The DRA, serving 240 counties in eight states in the Delta region, focuses on healthcare and a healthy work force, said Rex Nelson, alternate federal co-chairman of the DRA. “It’s a simple fact,” Nelson said. “We’ll never advance the Delta economically until we improve the work force.”

The funding for Delta AHEC is the DRA’s first, Nelson said, though the DRA is looking at providing grants for diabetes centers in other states.

As part of the DRA’s effort to improve the health of the work force, it implemented the Healthy Delta initiative, a diabetes education and prevention program. Its two primary goals are:

  • To educate Delta residents on the symptoms and dangers of diabetes.
  • To spur Delta residents to do something about their diabetes by calling Healthy Delta (1-866-602-3300) for more information and a referral.

The program’s Web site (www.healthydelta.com) has links to an online diabetes risk test as well as general information about diabetes.

Through the Healthy Delta program, people who call the center receive a follow-up call at the 60- and 90-day marks, Nelson said.
”When there are health issues that affect workers across a wide geographic area, the entire economy is affected,” DRA federal co-chairman Pete Johnson stated in a Sept. 28 column. “The Delta is unfortunately the unhealthiest part of the country. If the health of the work force here isn’t drastically improved, our region’s economy will never advance as far as it should.”


Statewide Initiatives

While the Delta AHEC and the DRA focus on the health of citizens in the Delta, the Arkansas Diabetes Program at UAMS works to improve diabetes education and care statewide.

Kathy Riordan, RN, a diabetes nurse educator who has been with the program since 1993, says the program provides updated medical education for healthcare providers throughout Arkansas, in addition to its work educating and helping individual patients.
For example, a medical case study prepared by Riordan — along with Drs. Debra Simmons and Zulekha Hamid, and registered dietitian Jan Wall, a diabetes nutrition specialist who is the program coordinator — was recently distributed to Arkansas physicians. The study of a 58-year-old Caucasian man whose physician was “not completely satisfied with the control they had achieved over his diabetes,” began using a newer drug, Symlin, under the care of the Arkansas Diabetes Program team.

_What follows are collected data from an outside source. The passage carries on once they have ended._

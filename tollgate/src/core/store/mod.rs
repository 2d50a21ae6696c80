//! Admission stores
//!
//! [`AdmissionStore`] is the seam between the request pipeline and the
//! per-identifier state. [`MemoryStore`] is the in-process implementation.

use super::StoreError;
use std::sync::Arc;

mod memory;

pub use memory::{MemoryStore, SweepStats};

/// Point-in-time view of a store's occupancy, for monitoring
#[derive(Debug, Clone, Copy, Default, PartialEq, Eq)]
pub struct StoreSnapshot {
    /// Identifiers currently holding state
    pub identifiers: usize,
    pub sweeps: SweepStats,
}


/// Answers "may this identifier proceed right now?"
///
/// Implementations must be safe to call from many threads at once and must
/// never admit more requests for an identifier than its bucket allows.
///
/// `Ok(false)` is a normal denial. `Err` is reserved for stores that can
/// fail (for example a networked backend timing out) and must be surfaced
/// to the caller rather than turned into an allow or a deny.
pub trait AdmissionStore: Send + Sync {
    /// Record one request for `identifier` and decide whether it is admitted
    fn allow(&self, identifier: &str) -> Result<bool, StoreError>;

    /// Occupancy figures, if the store can report them cheaply
    fn snapshot(&self) -> Option<StoreSnapshot> {
        None
    }
}

impl<S: AdmissionStore + ?Sized> AdmissionStore for Arc<S> {
    fn allow(&self, identifier: &str) -> Result<bool, StoreError> {
        (**self).allow(identifier)
    }

    fn snapshot(&self) -> Option<StoreSnapshot> {
        (**self).snapshot()
    }
}

impl<S: AdmissionStore + ?Sized> AdmissionStore for &S {
    fn allow(&self, identifier: &str) -> Result<bool, StoreError> {
        (**self).allow(identifier)
    }

    fn snapshot(&self) -> Option<StoreSnapshot> {
        (**self).snapshot()
    }
}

“The case study was to give an example of how to use (the drug) effectively with comparisons to similar types of medicine,” Riordan said, noting that use of the drug — an injected amino acid protein hormone — is a fairly different way of treating diabetes. For individual patient care, the ADA-certified Arkansas Diabetes Program requires a medical referral for patients.

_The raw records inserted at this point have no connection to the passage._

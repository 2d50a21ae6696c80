//! Admission middleware
//!
//! Identifies the client, asks the store for a decision and either forwards
//! the request or short-circuits with an error response:
//!
//! | Situation                 | Response |
//! |---------------------------|----------|
//! | Client not identifiable   | 403      |
//! | Store error               | 500      |
//! | Bucket empty              | 429      |
//! | Admitted                  | next handler |

use super::peer_addr;
use crate::AppState;
use crate::client_ip::client_ip;
use crate::error::ApiError;
use crate::metrics::Decision;
use axum::extract::{Request, State};
use axum::middleware::Next;
use axum::response::Response;

pub async fn admission(
    State(state): State<AppState>,
    request: Request,
    next: Next,
) -> Result<Response, ApiError> {
    let peer = peer_addr(&request);
    let Some(ip) = client_ip(request.headers(), peer, state.trust_proxy_headers) else {
        tracing::warn!("Unable to extract client IP");
        state.metrics.record(Decision::Unidentified);
        return Err(ApiError::Forbidden("Unable to identify client".into()));
    };

    match state.store.allow(&ip) {
        Ok(true) => {
            state.metrics.record(Decision::Allowed);
            Ok(next.run(request).await)
        }
        Ok(false) => {
            tracing::warn!(ip = %ip, "Rate limit exceeded");
            state.metrics.record(Decision::Denied);
            Err(ApiError::TooManyRequests("Rate limit exceeded".into()))
        }
        Err(e) => {
            tracing::error!(ip = %ip, error = %e, "Rate limiter error");
            state.metrics.record(Decision::Error);
            Err(ApiError::Internal("Rate limiter error".into()))
        }
    }
}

Riordan explained that they often see patients whose primary care physicians feel are not making enough progress or patients who require other therapy, such as insulin pumps, that family physicians may not have the resources to provide. Riordan said, “Through diabetes education, we work one-to-one with the patient to help them with learning information to be most effective with their therapy.”
Of the 225,000 to 235,000 Arkansans estimated to have diabetes, only about 150,000 have been diagnosed, according to a report called The State of Diabetes in Arkansas, published in 2005 by the Arkansas Diabetes Prevention and Control Program and the Arkansas Department of Health.

The report states that diabetes, which saw a 35 percent increase in Arkansas from 1993 to 2002, “has reached epidemic proportions” in the state.